-------- Data for the task

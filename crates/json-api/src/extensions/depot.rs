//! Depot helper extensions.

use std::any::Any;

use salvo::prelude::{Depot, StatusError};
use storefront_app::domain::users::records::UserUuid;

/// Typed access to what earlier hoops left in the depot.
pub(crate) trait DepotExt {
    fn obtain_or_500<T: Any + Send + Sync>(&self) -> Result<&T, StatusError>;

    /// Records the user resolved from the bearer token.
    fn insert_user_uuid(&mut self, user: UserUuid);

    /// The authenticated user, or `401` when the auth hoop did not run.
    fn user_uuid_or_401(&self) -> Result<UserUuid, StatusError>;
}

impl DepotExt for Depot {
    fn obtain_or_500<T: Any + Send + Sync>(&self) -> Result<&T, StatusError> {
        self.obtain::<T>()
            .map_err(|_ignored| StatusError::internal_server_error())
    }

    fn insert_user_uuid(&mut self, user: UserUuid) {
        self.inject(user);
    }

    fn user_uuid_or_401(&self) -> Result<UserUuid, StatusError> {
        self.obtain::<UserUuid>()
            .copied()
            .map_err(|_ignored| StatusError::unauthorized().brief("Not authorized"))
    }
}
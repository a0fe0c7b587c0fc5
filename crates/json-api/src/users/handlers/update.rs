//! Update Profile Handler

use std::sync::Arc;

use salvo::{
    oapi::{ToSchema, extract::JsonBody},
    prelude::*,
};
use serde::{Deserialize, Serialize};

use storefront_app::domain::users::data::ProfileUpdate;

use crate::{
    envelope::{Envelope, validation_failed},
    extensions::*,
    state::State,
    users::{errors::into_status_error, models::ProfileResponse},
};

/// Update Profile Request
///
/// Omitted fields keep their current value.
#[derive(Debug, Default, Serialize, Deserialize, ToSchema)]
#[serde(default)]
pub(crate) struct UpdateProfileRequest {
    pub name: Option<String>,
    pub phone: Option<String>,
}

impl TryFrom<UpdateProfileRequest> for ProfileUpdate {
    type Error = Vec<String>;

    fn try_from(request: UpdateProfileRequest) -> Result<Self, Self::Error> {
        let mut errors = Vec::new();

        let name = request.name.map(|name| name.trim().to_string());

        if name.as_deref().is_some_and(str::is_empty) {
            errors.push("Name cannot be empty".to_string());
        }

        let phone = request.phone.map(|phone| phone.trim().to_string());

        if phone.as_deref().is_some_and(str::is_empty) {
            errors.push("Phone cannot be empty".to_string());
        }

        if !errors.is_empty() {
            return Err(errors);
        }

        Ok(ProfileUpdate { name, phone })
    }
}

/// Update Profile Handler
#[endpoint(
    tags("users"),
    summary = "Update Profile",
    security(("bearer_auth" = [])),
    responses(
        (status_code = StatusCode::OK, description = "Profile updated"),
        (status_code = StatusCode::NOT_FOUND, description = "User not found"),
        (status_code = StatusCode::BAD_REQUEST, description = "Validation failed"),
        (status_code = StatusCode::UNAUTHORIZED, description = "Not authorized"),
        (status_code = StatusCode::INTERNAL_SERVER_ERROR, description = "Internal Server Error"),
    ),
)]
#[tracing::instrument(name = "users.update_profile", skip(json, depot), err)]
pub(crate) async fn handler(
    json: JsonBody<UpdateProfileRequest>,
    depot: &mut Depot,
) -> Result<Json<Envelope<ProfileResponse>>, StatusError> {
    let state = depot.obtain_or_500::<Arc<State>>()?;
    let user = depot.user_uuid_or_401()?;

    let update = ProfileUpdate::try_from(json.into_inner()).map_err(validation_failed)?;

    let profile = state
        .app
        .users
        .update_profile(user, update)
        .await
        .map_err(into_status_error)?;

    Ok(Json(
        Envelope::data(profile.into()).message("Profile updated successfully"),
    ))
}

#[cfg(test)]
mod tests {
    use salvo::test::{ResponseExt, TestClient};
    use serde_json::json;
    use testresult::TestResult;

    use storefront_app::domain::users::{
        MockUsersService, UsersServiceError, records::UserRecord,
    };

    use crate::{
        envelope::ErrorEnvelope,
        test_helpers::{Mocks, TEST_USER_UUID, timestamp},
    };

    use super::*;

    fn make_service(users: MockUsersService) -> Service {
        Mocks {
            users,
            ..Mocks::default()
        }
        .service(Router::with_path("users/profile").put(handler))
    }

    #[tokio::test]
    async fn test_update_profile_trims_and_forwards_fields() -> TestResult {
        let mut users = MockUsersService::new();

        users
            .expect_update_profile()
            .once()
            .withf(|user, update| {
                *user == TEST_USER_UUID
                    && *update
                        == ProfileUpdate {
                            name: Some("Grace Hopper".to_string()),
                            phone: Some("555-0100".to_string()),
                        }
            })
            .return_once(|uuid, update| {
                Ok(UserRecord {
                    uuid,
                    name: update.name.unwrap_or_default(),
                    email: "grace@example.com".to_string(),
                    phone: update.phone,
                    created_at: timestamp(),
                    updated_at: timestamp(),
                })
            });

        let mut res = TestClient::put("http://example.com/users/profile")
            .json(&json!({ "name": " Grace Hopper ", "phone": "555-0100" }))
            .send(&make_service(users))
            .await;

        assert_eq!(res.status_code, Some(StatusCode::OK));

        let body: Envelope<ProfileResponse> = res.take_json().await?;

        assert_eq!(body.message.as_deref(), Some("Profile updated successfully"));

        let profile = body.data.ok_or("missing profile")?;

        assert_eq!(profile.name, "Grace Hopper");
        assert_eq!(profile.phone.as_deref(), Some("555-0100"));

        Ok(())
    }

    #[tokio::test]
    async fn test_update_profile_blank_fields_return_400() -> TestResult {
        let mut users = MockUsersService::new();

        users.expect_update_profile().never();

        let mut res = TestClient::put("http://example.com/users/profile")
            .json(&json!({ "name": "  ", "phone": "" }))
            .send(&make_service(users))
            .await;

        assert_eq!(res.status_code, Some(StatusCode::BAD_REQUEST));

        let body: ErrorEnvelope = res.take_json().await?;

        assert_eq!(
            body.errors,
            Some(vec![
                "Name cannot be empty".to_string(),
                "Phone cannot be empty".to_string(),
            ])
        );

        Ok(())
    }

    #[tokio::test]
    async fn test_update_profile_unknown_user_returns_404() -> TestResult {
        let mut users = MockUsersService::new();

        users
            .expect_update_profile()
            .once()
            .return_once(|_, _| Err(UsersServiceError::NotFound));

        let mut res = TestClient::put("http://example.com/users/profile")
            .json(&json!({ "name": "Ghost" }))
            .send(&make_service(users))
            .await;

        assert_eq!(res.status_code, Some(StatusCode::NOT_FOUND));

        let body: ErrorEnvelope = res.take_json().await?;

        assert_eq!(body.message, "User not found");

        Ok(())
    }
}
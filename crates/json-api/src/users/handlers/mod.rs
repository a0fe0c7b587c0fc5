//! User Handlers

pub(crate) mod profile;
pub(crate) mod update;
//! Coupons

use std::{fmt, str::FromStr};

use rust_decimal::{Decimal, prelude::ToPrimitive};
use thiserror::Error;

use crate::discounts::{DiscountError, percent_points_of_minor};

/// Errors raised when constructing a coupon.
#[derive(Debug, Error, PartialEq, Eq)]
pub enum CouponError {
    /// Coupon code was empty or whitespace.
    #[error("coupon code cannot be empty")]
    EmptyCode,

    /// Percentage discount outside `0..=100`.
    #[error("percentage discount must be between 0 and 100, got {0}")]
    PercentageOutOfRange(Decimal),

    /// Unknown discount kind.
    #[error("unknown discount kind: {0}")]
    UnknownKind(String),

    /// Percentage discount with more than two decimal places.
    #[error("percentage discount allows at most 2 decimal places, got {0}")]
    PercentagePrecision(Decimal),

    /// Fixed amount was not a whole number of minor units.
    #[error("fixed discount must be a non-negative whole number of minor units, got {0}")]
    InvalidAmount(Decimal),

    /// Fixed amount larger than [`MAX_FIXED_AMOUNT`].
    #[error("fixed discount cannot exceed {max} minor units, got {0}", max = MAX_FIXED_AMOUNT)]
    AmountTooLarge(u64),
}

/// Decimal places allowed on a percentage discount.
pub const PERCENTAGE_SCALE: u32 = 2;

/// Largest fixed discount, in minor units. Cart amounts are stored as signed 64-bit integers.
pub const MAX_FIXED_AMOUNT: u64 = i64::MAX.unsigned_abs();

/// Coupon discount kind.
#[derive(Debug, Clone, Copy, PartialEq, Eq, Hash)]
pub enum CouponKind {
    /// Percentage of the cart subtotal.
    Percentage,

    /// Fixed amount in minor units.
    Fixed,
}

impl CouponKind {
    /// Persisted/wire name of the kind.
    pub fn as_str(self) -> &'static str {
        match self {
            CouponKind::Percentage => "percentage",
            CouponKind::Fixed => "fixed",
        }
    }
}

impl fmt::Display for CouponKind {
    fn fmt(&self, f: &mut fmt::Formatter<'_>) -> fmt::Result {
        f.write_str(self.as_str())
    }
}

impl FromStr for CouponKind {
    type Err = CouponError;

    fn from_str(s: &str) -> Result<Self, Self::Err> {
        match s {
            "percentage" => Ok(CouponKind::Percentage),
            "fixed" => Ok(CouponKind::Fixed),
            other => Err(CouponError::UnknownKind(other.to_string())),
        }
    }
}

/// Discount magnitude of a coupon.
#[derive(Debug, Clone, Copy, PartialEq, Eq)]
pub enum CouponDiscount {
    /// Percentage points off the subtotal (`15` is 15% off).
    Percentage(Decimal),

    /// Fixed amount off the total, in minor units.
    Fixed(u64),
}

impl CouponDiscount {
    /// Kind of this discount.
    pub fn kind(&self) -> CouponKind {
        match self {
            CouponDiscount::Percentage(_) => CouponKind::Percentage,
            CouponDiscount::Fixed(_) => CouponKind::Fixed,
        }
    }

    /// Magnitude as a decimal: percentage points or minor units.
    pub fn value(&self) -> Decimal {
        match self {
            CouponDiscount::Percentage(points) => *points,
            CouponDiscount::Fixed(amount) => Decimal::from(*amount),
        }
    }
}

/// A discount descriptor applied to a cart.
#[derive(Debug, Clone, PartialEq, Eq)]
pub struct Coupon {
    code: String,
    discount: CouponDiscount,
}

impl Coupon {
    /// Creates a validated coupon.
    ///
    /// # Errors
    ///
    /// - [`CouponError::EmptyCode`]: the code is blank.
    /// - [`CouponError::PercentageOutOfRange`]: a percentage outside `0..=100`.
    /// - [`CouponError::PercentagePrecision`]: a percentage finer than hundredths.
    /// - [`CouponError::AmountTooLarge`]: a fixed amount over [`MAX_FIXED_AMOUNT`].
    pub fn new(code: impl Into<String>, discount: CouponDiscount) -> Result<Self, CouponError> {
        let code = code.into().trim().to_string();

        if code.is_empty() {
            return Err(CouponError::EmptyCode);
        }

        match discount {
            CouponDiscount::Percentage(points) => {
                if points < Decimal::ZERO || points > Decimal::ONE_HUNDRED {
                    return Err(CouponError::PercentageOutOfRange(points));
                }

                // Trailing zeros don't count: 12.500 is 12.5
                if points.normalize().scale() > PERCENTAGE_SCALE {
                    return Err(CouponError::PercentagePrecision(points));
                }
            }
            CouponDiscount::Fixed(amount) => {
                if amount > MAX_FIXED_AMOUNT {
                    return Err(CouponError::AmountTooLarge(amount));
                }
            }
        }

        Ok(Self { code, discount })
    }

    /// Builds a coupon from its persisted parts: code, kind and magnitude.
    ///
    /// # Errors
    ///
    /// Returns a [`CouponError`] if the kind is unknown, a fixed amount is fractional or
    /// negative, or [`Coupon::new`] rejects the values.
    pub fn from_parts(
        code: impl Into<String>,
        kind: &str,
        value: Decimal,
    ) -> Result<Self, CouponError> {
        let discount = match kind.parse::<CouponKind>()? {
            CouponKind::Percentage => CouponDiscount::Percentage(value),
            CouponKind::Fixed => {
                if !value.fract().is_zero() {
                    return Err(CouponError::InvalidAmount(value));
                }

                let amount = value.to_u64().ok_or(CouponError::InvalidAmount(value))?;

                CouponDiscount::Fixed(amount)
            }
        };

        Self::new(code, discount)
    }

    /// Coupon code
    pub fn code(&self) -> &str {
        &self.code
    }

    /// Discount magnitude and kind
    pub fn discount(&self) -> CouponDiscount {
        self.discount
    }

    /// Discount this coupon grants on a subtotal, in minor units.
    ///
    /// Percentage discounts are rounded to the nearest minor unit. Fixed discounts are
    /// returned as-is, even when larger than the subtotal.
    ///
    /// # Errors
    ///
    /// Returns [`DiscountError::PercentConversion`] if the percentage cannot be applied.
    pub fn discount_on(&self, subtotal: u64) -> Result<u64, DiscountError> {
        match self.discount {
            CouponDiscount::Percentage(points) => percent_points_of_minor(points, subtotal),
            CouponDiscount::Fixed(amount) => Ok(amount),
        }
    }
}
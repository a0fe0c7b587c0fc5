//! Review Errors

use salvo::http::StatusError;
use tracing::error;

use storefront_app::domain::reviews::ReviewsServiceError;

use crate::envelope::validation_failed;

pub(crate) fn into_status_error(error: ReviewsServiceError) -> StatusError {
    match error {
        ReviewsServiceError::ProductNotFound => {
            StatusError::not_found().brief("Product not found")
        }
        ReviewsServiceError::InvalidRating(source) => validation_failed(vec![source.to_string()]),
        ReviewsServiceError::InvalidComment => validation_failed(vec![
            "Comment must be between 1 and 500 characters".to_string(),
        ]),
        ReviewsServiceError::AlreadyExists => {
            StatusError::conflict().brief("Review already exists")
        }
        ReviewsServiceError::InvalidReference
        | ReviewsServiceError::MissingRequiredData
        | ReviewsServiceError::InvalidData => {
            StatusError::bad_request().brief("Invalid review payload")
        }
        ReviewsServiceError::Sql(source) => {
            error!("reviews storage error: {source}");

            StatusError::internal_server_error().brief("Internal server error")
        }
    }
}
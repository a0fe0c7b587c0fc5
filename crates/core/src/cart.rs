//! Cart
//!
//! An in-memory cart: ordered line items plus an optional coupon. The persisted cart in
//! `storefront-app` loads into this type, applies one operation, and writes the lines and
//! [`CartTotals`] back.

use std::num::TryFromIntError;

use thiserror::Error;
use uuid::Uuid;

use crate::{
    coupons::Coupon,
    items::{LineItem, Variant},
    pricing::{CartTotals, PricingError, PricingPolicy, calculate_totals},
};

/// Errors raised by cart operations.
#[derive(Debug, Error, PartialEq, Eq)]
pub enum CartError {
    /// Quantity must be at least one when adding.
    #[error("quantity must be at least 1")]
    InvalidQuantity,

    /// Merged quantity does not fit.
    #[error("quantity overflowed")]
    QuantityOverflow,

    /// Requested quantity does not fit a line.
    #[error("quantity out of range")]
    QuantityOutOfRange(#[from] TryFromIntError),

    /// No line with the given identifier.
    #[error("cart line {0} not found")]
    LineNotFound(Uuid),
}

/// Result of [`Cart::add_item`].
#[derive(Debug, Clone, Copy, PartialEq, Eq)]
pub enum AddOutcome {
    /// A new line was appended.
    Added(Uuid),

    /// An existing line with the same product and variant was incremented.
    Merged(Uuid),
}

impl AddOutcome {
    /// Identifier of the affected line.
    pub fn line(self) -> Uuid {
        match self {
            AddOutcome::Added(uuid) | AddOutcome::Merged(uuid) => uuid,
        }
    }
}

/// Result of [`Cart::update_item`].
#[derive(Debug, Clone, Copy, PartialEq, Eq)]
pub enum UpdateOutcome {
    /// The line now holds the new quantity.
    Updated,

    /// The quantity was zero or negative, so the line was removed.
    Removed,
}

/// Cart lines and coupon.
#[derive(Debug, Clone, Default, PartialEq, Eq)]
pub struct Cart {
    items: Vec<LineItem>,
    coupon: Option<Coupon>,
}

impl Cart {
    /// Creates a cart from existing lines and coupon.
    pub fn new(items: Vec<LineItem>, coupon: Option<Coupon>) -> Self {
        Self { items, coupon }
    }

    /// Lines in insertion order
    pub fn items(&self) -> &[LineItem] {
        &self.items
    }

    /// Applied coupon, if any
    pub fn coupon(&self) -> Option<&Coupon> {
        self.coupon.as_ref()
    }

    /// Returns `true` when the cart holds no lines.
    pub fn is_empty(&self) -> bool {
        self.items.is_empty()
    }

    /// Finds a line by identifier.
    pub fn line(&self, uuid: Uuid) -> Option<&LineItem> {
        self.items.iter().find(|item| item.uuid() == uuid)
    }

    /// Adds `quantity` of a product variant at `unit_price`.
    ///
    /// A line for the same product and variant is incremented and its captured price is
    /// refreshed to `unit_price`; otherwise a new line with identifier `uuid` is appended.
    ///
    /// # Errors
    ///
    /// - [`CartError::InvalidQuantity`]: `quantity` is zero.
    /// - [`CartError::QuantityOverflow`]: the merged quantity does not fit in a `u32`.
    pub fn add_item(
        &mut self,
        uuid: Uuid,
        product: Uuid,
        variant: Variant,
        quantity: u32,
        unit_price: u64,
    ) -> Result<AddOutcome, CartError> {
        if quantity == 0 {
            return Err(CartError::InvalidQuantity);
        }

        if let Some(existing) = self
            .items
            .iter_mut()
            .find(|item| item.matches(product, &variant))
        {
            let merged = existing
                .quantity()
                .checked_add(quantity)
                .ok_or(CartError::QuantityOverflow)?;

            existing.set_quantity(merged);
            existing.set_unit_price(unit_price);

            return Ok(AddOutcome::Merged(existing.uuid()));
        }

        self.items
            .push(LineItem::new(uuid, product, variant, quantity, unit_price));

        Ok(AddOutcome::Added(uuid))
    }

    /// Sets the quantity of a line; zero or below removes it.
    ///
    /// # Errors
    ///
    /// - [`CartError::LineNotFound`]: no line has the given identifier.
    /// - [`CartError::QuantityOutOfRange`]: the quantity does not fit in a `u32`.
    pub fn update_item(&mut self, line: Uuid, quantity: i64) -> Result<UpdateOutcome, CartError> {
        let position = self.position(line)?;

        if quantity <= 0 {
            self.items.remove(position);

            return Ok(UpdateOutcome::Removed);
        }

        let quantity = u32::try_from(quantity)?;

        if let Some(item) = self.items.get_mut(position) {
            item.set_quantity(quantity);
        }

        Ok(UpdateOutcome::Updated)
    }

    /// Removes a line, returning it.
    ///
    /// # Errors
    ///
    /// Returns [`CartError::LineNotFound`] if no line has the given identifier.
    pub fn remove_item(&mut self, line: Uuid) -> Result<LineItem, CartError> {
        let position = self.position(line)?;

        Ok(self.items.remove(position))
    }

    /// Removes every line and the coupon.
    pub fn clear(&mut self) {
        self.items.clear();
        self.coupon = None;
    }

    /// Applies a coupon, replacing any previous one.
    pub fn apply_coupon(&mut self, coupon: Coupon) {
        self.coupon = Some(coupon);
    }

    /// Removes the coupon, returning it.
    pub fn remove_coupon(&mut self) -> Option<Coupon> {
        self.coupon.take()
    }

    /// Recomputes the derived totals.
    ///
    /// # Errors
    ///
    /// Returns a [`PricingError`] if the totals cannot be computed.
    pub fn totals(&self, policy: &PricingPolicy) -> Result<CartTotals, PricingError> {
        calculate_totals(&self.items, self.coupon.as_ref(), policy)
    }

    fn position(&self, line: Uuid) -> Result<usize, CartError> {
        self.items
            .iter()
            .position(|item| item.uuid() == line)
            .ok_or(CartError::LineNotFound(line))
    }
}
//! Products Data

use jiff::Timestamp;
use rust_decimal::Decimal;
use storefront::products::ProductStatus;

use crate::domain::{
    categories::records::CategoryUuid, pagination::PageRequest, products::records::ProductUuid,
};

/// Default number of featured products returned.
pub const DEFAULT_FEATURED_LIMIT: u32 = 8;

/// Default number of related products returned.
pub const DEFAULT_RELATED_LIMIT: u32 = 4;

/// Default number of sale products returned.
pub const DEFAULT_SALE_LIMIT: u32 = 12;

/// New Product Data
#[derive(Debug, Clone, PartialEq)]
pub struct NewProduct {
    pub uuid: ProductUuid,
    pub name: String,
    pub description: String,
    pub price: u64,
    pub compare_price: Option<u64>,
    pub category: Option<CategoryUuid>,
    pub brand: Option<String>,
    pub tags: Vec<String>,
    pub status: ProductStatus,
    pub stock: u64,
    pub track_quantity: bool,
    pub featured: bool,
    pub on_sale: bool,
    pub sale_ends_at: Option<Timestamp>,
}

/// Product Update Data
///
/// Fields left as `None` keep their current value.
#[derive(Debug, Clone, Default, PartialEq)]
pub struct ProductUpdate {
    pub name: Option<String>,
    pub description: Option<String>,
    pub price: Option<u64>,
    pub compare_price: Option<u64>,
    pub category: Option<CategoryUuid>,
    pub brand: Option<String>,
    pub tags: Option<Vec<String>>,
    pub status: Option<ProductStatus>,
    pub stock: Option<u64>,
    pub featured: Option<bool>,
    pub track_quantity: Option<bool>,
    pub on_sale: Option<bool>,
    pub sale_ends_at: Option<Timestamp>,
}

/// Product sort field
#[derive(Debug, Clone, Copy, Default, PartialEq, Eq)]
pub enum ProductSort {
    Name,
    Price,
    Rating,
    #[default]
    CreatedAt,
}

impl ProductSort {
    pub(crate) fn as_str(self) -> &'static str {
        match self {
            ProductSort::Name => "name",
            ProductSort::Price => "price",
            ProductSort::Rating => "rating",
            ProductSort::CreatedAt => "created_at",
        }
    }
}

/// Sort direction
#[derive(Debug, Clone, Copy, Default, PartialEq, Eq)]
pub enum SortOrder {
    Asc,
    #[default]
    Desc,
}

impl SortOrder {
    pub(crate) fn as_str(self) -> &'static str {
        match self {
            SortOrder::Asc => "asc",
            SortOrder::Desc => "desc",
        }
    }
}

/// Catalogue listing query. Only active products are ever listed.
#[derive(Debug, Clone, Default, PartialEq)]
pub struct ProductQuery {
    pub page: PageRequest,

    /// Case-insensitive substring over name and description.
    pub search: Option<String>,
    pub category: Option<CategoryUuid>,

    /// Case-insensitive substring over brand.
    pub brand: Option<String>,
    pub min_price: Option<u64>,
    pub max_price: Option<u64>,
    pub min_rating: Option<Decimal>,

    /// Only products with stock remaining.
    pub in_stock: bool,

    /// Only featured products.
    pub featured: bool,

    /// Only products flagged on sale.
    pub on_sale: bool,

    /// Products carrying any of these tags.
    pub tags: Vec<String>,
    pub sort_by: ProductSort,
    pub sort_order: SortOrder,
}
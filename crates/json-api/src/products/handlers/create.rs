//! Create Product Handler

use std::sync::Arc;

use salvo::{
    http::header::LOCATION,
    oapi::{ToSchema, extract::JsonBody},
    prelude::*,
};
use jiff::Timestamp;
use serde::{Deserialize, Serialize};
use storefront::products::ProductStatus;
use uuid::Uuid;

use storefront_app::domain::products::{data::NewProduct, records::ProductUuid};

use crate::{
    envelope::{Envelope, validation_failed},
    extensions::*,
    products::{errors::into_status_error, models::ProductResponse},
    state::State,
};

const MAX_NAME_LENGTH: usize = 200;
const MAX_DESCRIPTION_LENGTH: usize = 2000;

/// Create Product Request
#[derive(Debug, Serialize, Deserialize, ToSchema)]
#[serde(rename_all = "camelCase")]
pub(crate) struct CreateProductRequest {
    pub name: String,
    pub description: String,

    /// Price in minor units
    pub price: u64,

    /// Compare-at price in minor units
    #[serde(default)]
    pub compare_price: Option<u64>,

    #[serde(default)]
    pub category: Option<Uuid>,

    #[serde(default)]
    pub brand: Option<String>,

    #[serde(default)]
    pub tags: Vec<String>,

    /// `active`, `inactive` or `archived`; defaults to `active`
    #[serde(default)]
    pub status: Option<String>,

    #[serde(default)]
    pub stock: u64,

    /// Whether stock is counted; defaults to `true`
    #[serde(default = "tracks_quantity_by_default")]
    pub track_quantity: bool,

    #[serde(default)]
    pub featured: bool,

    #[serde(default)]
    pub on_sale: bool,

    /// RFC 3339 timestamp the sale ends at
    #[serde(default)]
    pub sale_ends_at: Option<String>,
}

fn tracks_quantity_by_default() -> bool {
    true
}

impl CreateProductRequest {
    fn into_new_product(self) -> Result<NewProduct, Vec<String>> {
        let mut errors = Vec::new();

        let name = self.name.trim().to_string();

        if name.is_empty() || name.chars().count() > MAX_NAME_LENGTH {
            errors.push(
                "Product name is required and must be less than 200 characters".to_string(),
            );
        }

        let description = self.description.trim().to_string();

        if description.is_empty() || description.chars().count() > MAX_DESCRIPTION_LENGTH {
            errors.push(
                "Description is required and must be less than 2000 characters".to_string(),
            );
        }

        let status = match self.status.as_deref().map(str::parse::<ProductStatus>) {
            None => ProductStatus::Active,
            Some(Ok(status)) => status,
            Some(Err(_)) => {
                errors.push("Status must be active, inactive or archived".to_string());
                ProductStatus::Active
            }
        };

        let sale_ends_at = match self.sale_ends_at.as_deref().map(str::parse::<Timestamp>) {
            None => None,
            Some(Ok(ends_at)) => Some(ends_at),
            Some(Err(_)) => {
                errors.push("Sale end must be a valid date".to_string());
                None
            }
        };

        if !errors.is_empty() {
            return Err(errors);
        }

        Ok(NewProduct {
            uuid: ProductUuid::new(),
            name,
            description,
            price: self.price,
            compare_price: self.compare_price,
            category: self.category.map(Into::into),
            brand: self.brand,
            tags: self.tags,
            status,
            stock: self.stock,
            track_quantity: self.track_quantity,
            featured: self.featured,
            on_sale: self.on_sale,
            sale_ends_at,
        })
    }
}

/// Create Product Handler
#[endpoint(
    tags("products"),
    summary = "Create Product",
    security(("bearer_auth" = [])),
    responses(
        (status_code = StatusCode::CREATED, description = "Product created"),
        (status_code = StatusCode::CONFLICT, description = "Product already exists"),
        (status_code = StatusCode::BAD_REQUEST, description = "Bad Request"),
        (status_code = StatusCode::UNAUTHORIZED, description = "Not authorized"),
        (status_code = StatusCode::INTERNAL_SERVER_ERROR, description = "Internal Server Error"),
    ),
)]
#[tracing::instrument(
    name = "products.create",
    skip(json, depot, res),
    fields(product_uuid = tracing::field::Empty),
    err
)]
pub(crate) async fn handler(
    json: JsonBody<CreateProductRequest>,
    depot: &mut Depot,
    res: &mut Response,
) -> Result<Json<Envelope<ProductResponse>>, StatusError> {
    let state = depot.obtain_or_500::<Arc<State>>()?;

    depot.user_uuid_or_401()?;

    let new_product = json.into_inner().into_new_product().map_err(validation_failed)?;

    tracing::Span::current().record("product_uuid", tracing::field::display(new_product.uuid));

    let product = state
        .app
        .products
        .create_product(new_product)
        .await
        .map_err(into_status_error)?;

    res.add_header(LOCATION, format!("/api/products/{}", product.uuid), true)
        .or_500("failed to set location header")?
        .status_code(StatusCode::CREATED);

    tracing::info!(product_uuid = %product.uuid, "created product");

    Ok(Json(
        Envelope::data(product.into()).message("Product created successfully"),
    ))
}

----------------

**Problem description:** All lines above holding the word "filename" make up the answer; copy each one.

**The completed task:**
filename crates/json-api/src/extensions/depot.rs
filename crates/json-api/src/users/handlers/update.rs
filename crates/json-api/src/users/handlers/mod.rs
filename crates/core/src/cart.rs
filename crates/json-api/src/products/handlers/create.rs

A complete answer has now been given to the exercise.